● Problem description
When a line in the entries below contains "ChildProfile", tally it; give the tally with nothing added.

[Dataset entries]

"""

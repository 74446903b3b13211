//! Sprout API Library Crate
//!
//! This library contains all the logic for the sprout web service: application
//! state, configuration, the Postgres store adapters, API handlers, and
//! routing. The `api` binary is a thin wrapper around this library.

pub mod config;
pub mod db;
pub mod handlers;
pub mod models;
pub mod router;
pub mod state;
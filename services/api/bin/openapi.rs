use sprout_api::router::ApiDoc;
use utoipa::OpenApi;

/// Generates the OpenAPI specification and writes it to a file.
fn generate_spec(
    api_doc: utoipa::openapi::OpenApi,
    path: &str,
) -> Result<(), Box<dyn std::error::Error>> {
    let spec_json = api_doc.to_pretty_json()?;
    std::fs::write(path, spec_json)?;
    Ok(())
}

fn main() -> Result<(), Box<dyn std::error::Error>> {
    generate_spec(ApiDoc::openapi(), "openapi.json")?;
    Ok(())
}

"""
"""

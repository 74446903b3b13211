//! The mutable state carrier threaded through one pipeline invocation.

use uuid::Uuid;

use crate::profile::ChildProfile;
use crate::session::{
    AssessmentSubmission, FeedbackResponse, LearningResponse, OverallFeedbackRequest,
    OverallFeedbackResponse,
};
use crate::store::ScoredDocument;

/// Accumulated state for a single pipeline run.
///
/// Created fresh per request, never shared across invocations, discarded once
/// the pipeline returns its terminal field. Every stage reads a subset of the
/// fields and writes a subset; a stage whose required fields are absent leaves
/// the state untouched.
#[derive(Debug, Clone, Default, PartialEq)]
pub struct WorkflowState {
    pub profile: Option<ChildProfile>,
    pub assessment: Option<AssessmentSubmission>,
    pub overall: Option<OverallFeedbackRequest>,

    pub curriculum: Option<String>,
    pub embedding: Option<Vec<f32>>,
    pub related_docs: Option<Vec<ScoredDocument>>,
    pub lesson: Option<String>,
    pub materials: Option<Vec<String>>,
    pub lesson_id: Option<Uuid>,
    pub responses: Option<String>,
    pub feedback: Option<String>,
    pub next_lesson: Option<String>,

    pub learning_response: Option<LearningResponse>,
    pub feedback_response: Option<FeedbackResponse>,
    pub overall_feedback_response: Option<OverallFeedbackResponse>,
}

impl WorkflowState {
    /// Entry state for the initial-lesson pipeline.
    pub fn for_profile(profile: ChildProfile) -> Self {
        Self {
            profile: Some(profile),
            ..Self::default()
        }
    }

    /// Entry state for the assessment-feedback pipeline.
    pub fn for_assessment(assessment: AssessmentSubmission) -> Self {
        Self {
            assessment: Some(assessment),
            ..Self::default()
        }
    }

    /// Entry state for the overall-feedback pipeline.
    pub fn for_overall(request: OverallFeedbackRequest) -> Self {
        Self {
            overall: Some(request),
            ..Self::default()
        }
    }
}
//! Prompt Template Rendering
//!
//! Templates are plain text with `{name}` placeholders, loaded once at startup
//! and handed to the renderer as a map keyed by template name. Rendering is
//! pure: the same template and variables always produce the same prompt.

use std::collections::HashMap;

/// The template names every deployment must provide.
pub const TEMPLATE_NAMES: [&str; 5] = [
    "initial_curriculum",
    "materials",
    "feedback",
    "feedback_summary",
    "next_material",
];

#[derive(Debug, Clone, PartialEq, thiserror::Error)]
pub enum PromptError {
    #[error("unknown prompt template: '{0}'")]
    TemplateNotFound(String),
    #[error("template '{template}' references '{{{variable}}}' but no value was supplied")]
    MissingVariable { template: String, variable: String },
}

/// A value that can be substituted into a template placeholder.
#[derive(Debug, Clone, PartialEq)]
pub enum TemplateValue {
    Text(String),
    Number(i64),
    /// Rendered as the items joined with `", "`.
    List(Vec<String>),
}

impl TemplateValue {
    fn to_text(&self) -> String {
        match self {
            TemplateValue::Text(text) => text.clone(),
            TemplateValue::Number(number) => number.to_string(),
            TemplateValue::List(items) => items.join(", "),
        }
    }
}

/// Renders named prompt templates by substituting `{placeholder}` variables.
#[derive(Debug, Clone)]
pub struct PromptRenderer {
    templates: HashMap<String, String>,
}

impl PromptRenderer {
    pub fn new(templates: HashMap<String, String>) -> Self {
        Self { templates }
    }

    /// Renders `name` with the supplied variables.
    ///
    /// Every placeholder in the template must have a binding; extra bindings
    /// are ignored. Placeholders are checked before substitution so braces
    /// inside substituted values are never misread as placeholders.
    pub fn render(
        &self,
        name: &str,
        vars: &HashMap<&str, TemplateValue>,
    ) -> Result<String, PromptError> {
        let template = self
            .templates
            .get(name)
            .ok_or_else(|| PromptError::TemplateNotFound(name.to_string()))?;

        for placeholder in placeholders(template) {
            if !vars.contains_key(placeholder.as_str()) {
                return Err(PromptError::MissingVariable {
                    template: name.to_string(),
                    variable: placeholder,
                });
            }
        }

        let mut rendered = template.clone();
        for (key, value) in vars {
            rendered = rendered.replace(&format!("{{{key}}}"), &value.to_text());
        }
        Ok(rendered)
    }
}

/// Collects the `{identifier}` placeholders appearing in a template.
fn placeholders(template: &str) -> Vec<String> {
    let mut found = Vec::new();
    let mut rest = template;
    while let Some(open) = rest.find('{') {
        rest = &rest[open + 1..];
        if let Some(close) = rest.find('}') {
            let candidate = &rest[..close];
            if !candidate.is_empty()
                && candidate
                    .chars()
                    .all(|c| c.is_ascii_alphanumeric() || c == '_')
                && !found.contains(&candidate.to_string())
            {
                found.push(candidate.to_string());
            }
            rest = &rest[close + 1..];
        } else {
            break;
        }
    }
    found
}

"""
"""

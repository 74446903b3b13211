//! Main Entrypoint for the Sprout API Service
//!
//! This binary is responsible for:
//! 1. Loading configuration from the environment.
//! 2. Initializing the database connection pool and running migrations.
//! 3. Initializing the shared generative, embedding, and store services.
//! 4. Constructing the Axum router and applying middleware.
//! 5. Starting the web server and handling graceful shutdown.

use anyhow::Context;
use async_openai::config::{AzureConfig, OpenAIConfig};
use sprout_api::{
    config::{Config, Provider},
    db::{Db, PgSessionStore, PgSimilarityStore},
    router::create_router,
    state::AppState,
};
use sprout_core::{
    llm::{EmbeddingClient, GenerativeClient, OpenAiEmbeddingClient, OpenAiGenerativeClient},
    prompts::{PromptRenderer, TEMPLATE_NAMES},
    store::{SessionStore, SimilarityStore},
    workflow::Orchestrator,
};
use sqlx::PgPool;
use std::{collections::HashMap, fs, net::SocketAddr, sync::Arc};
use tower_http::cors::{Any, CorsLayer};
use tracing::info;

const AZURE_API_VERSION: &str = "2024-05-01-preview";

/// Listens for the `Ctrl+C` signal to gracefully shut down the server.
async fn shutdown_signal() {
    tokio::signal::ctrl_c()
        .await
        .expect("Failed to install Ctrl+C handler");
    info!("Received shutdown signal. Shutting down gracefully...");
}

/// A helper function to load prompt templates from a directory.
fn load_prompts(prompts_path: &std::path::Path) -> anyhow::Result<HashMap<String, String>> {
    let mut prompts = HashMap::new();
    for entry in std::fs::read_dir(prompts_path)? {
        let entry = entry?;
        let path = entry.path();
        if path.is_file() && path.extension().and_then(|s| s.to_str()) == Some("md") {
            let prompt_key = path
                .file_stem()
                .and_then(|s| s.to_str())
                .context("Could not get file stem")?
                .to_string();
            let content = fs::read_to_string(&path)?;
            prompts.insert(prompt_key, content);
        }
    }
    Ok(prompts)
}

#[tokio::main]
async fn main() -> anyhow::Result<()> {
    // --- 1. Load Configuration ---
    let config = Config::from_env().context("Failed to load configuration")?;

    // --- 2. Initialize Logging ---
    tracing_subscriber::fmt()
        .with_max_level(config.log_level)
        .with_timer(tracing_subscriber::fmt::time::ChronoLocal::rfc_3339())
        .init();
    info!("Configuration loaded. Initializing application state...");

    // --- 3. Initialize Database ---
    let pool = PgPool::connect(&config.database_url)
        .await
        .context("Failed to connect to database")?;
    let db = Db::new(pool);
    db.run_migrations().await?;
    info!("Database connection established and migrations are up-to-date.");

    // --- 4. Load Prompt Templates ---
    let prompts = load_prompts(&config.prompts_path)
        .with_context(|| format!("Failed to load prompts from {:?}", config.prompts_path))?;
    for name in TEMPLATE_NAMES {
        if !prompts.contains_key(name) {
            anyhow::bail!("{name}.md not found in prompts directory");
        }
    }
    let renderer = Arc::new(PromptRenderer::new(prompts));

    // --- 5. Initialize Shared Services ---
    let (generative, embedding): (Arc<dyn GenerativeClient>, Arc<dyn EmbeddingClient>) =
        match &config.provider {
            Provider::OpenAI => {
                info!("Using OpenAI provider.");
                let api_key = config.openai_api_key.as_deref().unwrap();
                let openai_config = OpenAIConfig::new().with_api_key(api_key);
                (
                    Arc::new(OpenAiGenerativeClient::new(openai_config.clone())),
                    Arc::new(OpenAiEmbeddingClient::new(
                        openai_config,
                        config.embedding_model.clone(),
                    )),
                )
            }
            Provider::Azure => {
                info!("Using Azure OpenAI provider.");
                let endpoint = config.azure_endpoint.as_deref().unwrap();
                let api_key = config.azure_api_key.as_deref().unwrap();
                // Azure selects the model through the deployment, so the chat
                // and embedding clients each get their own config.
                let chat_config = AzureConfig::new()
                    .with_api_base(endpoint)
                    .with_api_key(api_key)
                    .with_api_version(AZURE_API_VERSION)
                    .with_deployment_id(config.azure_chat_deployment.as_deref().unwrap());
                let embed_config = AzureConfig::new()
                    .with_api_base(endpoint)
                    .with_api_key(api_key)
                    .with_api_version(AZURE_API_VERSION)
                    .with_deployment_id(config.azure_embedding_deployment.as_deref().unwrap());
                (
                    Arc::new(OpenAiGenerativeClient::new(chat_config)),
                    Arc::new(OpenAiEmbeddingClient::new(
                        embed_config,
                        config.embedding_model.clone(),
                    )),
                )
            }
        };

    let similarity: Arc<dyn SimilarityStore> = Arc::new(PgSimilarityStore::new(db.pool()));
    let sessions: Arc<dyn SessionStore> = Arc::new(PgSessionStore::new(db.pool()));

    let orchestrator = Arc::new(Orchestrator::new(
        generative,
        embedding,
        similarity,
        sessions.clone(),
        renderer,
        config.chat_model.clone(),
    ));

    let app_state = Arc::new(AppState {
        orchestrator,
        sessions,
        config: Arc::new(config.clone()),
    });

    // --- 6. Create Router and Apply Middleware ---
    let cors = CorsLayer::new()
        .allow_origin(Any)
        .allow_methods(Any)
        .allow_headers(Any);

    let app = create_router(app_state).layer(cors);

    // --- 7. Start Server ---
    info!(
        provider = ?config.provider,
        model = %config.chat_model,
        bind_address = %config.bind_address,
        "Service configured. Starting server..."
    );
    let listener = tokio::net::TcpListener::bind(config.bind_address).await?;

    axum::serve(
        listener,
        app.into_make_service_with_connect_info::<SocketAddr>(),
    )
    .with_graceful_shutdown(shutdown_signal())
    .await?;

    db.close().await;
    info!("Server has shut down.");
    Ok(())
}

"""

● Answer for the task
3